Dadosesani - opowiadanie VIII
Lestko i jego oddział wychylił się z boru i wjechał na otwartą przestrzeń łąk kwiecistych i pół uprawnych, jeszcze tylko kilka stajań i gród Ilva. Młody wojownik bolesławowy, wiózł posłanie o dziwnej treści od Knezia do Kasztelana:
"Waregi na Odrze, nie czynić wstrętu młodemu jarlowi, we wszystkim pomagać a w szczególności w odbudowie spalonych po wojnach grodów Dziadosza, Przemka, Dalka. Te grodziszcza im ofiaruję, taka ma wola i rozkaz!"
Lestko dziwował się że Pan na Poznaniu, Gniezdnie, Gieczu i Lednicy przekazuje szmat ziemi wikińskim wojom, w jaki celu? Tylko bogi wiedziały zamysły młodego Knezia.
Oddział Bolesławowy puścił się galopem i nagle nad rozlanymi wodami rzeki Szprotawki ich oczom ukazał się gród warowny – strażnik dawnej ziemi Dziadoszyców. Wjechali przez bramę od północy, konie wesoło stukały o belki zwodzonego mostu, kiedy strażnik oznajmił, że Kasztelana nie ma w grodzie.
-Czekać jak Pan wróci!
-Rozkazy wydał aby kwatery na podegrodziu Wam naszykować.
-Kiedy Kasztelana spodziewacie się w grodzie?
-Nie Twoja ni moja sprawa-warkną strażnik.
Lestko strudzony zawrócił konia w miejscu i z grymasem na twarzy udał się na podgrodzie, kazał rozkulbaczyć konie, rozpalić ogień nieopodal wielkiego kamienia, co jak wiesze mówili pamięta czasy wielkiego zimna i lodu. Młodzieniec układał się do snu, podsuną pod głowę siodło, okrył się derką i przymkną powieki a wtedy zdawało mu się że widzi Milę, córka garncarza z osady w pół drogi między Gniezdnem a Poznaniem. Widział ją tańczącą przy ogniach kupały, liczył na piękny sen zesłany przez Światowida.

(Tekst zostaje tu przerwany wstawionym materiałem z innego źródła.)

//! Remote question sourcing with bounded retry and pool fallback.
//!
//! The engine never talks to a network itself; hosts implement
//! [`QuestionSource`] and hand it in. [`fetch_with_fallback`] wraps a
//! source with the session's availability policy: transient failures are
//! retried with bounded exponential backoff, rejections short-circuit,
//! and when nothing usable arrives the bundled pool takes over, flagged
//! as such so callers and tests can tell the two apart.

use serde::{Deserialize, Serialize};
use serde_json::Value;
use std::time::Duration;
use thiserror::Error;
use tracing::{info, warn};

use crate::question::{normalize_batch, NormalizedQuestion, QuestionSupply};

/// Why a fetch attempt failed.
#[derive(Clone, Debug, Error, PartialEq, Eq)]
pub enum SourceError {
    /// Transient failure worth retrying (network, server-side).
    #[error("question source unavailable: {0}")]
    Unavailable(String),
    /// A response arrived but could not be used.
    #[error("malformed question payload: {0}")]
    Malformed(String),
    /// The source refused the request (unknown code, auth). Never retried.
    #[error("question request rejected: {0}")]
    Rejected(String),
}

impl SourceError {
    /// Whether another attempt could plausibly succeed.
    #[must_use]
    pub const fn is_retryable(&self) -> bool {
        !matches!(self, SourceError::Rejected(_))
    }
}

/// Where raw question batches come from.
///
/// Implementations return the whole payload; shape tolerance lives in
/// the normalizer, not here.
pub trait QuestionSource {
    /// Fetch the raw batch payload for a game code.
    fn fetch(&mut self, game_code: &str) -> Result<Value, SourceError>;
}

/// A source serving a fixed in-memory payload.
///
/// Backs offline play and tests; also the default source when a host
/// wires nothing else in.
#[derive(Clone, Debug, Default)]
pub struct StaticSource {
    payload: Value,
}

impl StaticSource {
    /// Serve an arbitrary payload.
    #[must_use]
    pub fn new(payload: Value) -> Self {
        Self { payload }
    }

    /// Serve a bare array of raw records.
    #[must_use]
    pub fn with_records(records: Vec<Value>) -> Self {
        Self::new(Value::Array(records))
    }
}

impl QuestionSource for StaticSource {
    fn fetch(&mut self, _game_code: &str) -> Result<Value, SourceError> {
        Ok(self.payload.clone())
    }
}

/// Retry tuning for question fetches.
#[derive(Clone, Copy, Debug, PartialEq, Eq)]
pub struct RetryPolicy {
    /// Total fetch attempts, including the first.
    pub max_attempts: u32,
    /// Delay before the first retry; doubles per further retry.
    pub base_delay: Duration,
    /// Ceiling for any single delay.
    pub max_delay: Duration,
}

impl Default for RetryPolicy {
    fn default() -> Self {
        Self {
            max_attempts: 3,
            base_delay: Duration::from_secs(1),
            max_delay: Duration::from_secs(8),
        }
    }
}

impl RetryPolicy {
    /// Policy without any sleeping, for tests and interactive hosts.
    #[must_use]
    pub const fn no_delay(max_attempts: u32) -> Self {
        Self {
            max_attempts,
            base_delay: Duration::ZERO,
            max_delay: Duration::ZERO,
        }
    }

    /// Delay before retry number `retry` (0-based).
    #[must_use]
    pub fn delay_for(&self, retry: u32) -> Duration {
        // Shift cap keeps the multiplier finite for absurd retry counts.
        let multiplier = 1u32 << retry.min(16);
        self.base_delay.saturating_mul(multiplier).min(self.max_delay)
    }
}

/// Provenance of a working question list.
#[derive(Clone, Copy, Debug, PartialEq, Eq, Serialize, Deserialize)]
#[serde(rename_all = "snake_case")]
pub enum QuestionOrigin {
    /// Normalized from a remote fetch.
    Remote,
    /// Served from the bundled pool.
    Fallback,
}

/// Outcome of [`fetch_with_fallback`].
#[derive(Clone, Debug)]
pub struct FetchedQuestions {
    pub questions: Vec<NormalizedQuestion>,
    pub origin: QuestionOrigin,
}

/// Fetch and normalize a question batch, falling back to the pool.
///
/// Attempts the source up to the policy's limit, sleeping the backoff
/// delay between tries. A rejection stops retrying immediately. When no
/// attempt produces a usable batch, the supply's pool is returned with
/// [`QuestionOrigin::Fallback`] so the session can always start.
pub fn fetch_with_fallback(
    source: &mut dyn QuestionSource,
    policy: &RetryPolicy,
    game_code: &str,
    supply: &QuestionSupply,
) -> FetchedQuestions {
    let mut last_error: Option<SourceError> = None;

    for attempt in 0..policy.max_attempts {
        if attempt > 0 {
            let delay = policy.delay_for(attempt - 1);
            if !delay.is_zero() {
                std::thread::sleep(delay);
            }
        }

        match source.fetch(game_code) {
            Ok(payload) => {
                let questions = normalize_batch(&payload);
                if questions.is_empty() {
                    warn!(attempt, "question payload normalized to nothing");
                    last_error = Some(SourceError::Malformed("no usable records".to_string()));
                    continue;
                }
                info!(count = questions.len(), "fetched remote question batch");
                return FetchedQuestions { questions, origin: QuestionOrigin::Remote };
            }
            Err(error) if error.is_retryable() => {
                warn!(attempt, error = %error, "question fetch failed");
                last_error = Some(error);
            }
            Err(error) => {
                warn!(error = %error, "question fetch rejected, not retrying");
                last_error = Some(error);
                break;
            }
        }
    }

    match last_error {
        Some(error) => {
            warn!(error = %error, "question source exhausted, using bundled fallback pool")
        }
        None => warn!("question source disabled, using bundled fallback pool"),
    }
    FetchedQuestions {
        questions: supply.pool().to_vec(),
        origin: QuestionOrigin::Fallback,
    }
}

#[cfg(test)]
mod tests {
    use super::*;
    use serde_json::json;

    /// Source that fails a set number of times before succeeding.
    struct FlakySource {
        failures_left: u32,
        calls: u32,
        error: SourceError,
    }

    impl FlakySource {
        fn new(failures: u32, error: SourceError) -> Self {
            Self { failures_left: failures, calls: 0, error }
        }
    }

    impl QuestionSource for FlakySource {
        fn fetch(&mut self, _game_code: &str) -> Result<Value, SourceError> {
            self.calls += 1;
            if self.failures_left > 0 {
                self.failures_left -= 1;
                return Err(self.error.clone());
            }
            Ok(json!([
                {"question_text": "Remote?", "answers": ["a", "b", "c"]}
            ]))
        }
    }

    #[test]
    fn test_delay_doubles_and_caps() {
        let policy = RetryPolicy::default();
        assert_eq!(policy.delay_for(0), Duration::from_secs(1));
        assert_eq!(policy.delay_for(1), Duration::from_secs(2));
        assert_eq!(policy.delay_for(2), Duration::from_secs(4));
        assert_eq!(policy.delay_for(3), Duration::from_secs(8));
        assert_eq!(policy.delay_for(10), Duration::from_secs(8));
        assert_eq!(policy.delay_for(1000), Duration::from_secs(8));
    }

    #[test]
    fn test_no_delay_policy_never_sleeps() {
        let policy = RetryPolicy::no_delay(5);
        for retry in 0..10 {
            assert_eq!(policy.delay_for(retry), Duration::ZERO);
        }
    }

    #[test]
    fn test_first_attempt_success_is_remote() {
        let mut source = FlakySource::new(0, SourceError::Unavailable("down".into()));
        let supply = QuestionSupply::new();

        let fetched =
            fetch_with_fallback(&mut source, &RetryPolicy::no_delay(3), "CODE", &supply);

        assert_eq!(fetched.origin, QuestionOrigin::Remote);
        assert_eq!(fetched.questions.len(), 1);
        assert_eq!(source.calls, 1);
    }

    #[test]
    fn test_transient_failures_are_retried() {
        let mut source = FlakySource::new(2, SourceError::Unavailable("down".into()));
        let supply = QuestionSupply::new();

        let fetched =
            fetch_with_fallback(&mut source, &RetryPolicy::no_delay(3), "CODE", &supply);

        assert_eq!(fetched.origin, QuestionOrigin::Remote);
        assert_eq!(source.calls, 3);
    }

    #[test]
    fn test_exhausted_retries_fall_back_to_pool() {
        let mut source = FlakySource::new(10, SourceError::Unavailable("down".into()));
        let supply = QuestionSupply::new();

        let fetched =
            fetch_with_fallback(&mut source, &RetryPolicy::no_delay(3), "CODE", &supply);

        assert_eq!(fetched.origin, QuestionOrigin::Fallback);
        assert_eq!(fetched.questions.len(), supply.pool_size());
        assert_eq!(source.calls, 3);
    }

    #[test]
    fn test_rejection_skips_remaining_retries() {
        let mut source = FlakySource::new(10, SourceError::Rejected("bad code".into()));
        let supply = QuestionSupply::new();

        let fetched =
            fetch_with_fallback(&mut source, &RetryPolicy::no_delay(3), "CODE", &supply);

        assert_eq!(fetched.origin, QuestionOrigin::Fallback);
        assert_eq!(source.calls, 1);
    }

    #[test]
    fn test_unusable_payload_counts_as_failure() {
        let mut source = StaticSource::new(json!({"status": "ok"}));
        let supply = QuestionSupply::new();

        let fetched =
            fetch_with_fallback(&mut source, &RetryPolicy::no_delay(2), "CODE", &supply);

        assert_eq!(fetched.origin, QuestionOrigin::Fallback);
    }

    #[test]
    fn test_static_source_round_trip() {
        let records = vec![json!({"question_text": "One?", "answers": ["a", "b", "c"]})];
        let mut source = StaticSource::with_records(records);

        let payload = source.fetch("ANY").unwrap();
        assert_eq!(normalize_batch(&payload).len(), 1);
    }

    #[test]
    fn test_error_retryability() {
        assert!(SourceError::Unavailable("x".into()).is_retryable());
        assert!(SourceError::Malformed("x".into()).is_retryable());
        assert!(!SourceError::Rejected("x".into()).is_retryable());
    }
}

Lestko jednak spał niespokojnie, miał koszmary senne, widział krew, śmierć i lwa kroczącego nad brzegami Szprotawki.
Zbudził się oblany perlistym potem.
Oddział bolesławowych dróżników czekał na kasztelana grodowego, aby przekazać mu pozdrowienie, posłanie i wiadomość od Knezia. Lestko rwał się do drogi powrotnej, z Ilvy miał się udać w puszcze dziadoszyców, do grodów które jarlowi ofiarował Bolesław, później przed Bytom Oderski i Głogów miał wracać do Mili. Serce gnało go do ziemi polan.
Bogi jednak inną historię obrały dla młodego Lestka z plemienia Lestkowiców.